For investors, this matters because Burry isn’t cheering on the industry for the vibes. He’s pointing to an operating inflection: years of burning cash on customer acquisition and promotions may be giving way to something rarer in gambling-land — actual discipline.
Why DraftKings and Flutter matter
DraftKings has spent forever looking like a growth story with a very expensive tab. Now the pitch is changing: less “grow at any cost,” more “show me the margin.” Burry’s take suggests he thinks the company is finally crossing that awkward bridge from land-grab mode to profit mode.
Flutter, meanwhile, has had its own share of investor side-eye thanks to past capital-allocation stumbles. But Burry says the business underneath is still strong, with scale that can matter a lot once the spending hangover fades. In plain English: if you can stop tripping over your own shoelaces, the run is a lot easier.
The prediction-market side quest
Burry wasn’t doing a blanket thumbs-up for anything that smells like betting. He also took aim at prediction markets like Kalshi and Polymarket, arguing regulators and politicians won’t let them stay in loophole-land forever. That’s a useful reminder that this whole corner of finance lives under a very watchful microscope.

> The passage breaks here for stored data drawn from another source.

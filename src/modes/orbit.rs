//! Rotating full rings around the leader.
//!
//! Packing is the greedy full-ring variant from [`rings::pack_orbit`]. Every
//! tick the rings turn by `angle_speed`, alternating direction from one ring
//! to the next.

use std::f32::consts::TAU;

use super::rings::{self, PackKey, Ring};
use super::{FollowMode, Placement, PlacementContext};
use crate::core::{EntityId, FollowError, FollowResult, Vec2};

/// Orbit strategy state.
#[derive(Clone, Debug, Default)]
pub struct OrbitPlacement {
    rings: Vec<Ring>,
    key: PackKey,
    sizes: Vec<f32>,
}

impl OrbitPlacement {
    #[must_use]
    pub fn new() -> Self {
        Self::default()
    }

    #[must_use]
    pub fn rings(&self) -> &[Ring] {
        &self.rings
    }

    fn key_for(ctx: &PlacementContext<'_>) -> PackKey {
        let orbit = &ctx.config.orbit;
        PackKey {
            leader_hit: ctx.leader_hit_size(),
            total_hit: ctx.total_follower_hit_size(),
            ring_gap: orbit.ring_gap.max(1.0),
            spacing: orbit.spacing.max(0.0),
            budget: TAU,
            members: ctx.followers.len(),
        }
    }

    fn repack(&mut self, ctx: &PlacementContext<'_>, key: PackKey) {
        ctx.follower_sizes(&mut self.sizes);
        rings::pack_orbit(
            &mut self.rings,
            &self.sizes,
            key.leader_hit,
            key.ring_gap,
            key.spacing,
        );
        self.key = key;
    }

    /// Turn every ring by `degrees`: even rings forward, odd rings back.
    fn rotate(&mut self, degrees: f32) {
        let step = degrees.to_radians();
        for (i, ring) in self.rings.iter_mut().enumerate() {
            let delta = if i % 2 == 0 { step } else { -step };
            ring.phase = (ring.phase + delta).rem_euclid(TAU);
        }
    }
}

impl Placement for OrbitPlacement {
    fn mode(&self) -> FollowMode {
        FollowMode::Orbit
    }

    fn on_add(&mut self, ctx: &PlacementContext<'_>, _follower: EntityId) {
        self.repack(ctx, Self::key_for(ctx));
    }

    fn on_remove(&mut self, ctx: &PlacementContext<'_>, _follower: EntityId) {
        self.repack(ctx, Self::key_for(ctx));
    }

    fn on_clear(&mut self, ctx: &PlacementContext<'_>) {
        self.repack(ctx, Self::key_for(ctx));
    }

    fn pre_update(&mut self, ctx: &PlacementContext<'_>) -> FollowResult<()> {
        let key = Self::key_for(ctx);
        if key != self.key {
            self.repack(ctx, key);
        }
        if !self.rings.is_empty() {
            self.rotate(ctx.config.orbit.angle_speed);
        }
        Ok(())
    }

    fn compute(
        &mut self,
        ctx: &PlacementContext<'_>,
        index: usize,
        _follower: EntityId,
    ) -> FollowResult<Vec2> {
        let leader = ctx.position(ctx.leader)?;
        let (ring, angle) = rings::locate(&self.rings, index).ok_or(FollowError::MissingSlot {
            leader: ctx.leader,
            index,
        })?;
        Ok(leader.polar_offset(ring.phase + angle, ring.radius))
    }
}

- DraftKings: up after-hours as the market digested the Burry backing
- Flutter: also popped, because apparently even legendary bears can move the betting tape
- Prediction markets: Burry sees a tougher regulatory future there
Big picture: when Michael Burry says a crowded industry is finally becoming investable, people pay attention — even if you’d still rather watch the margins than the hype.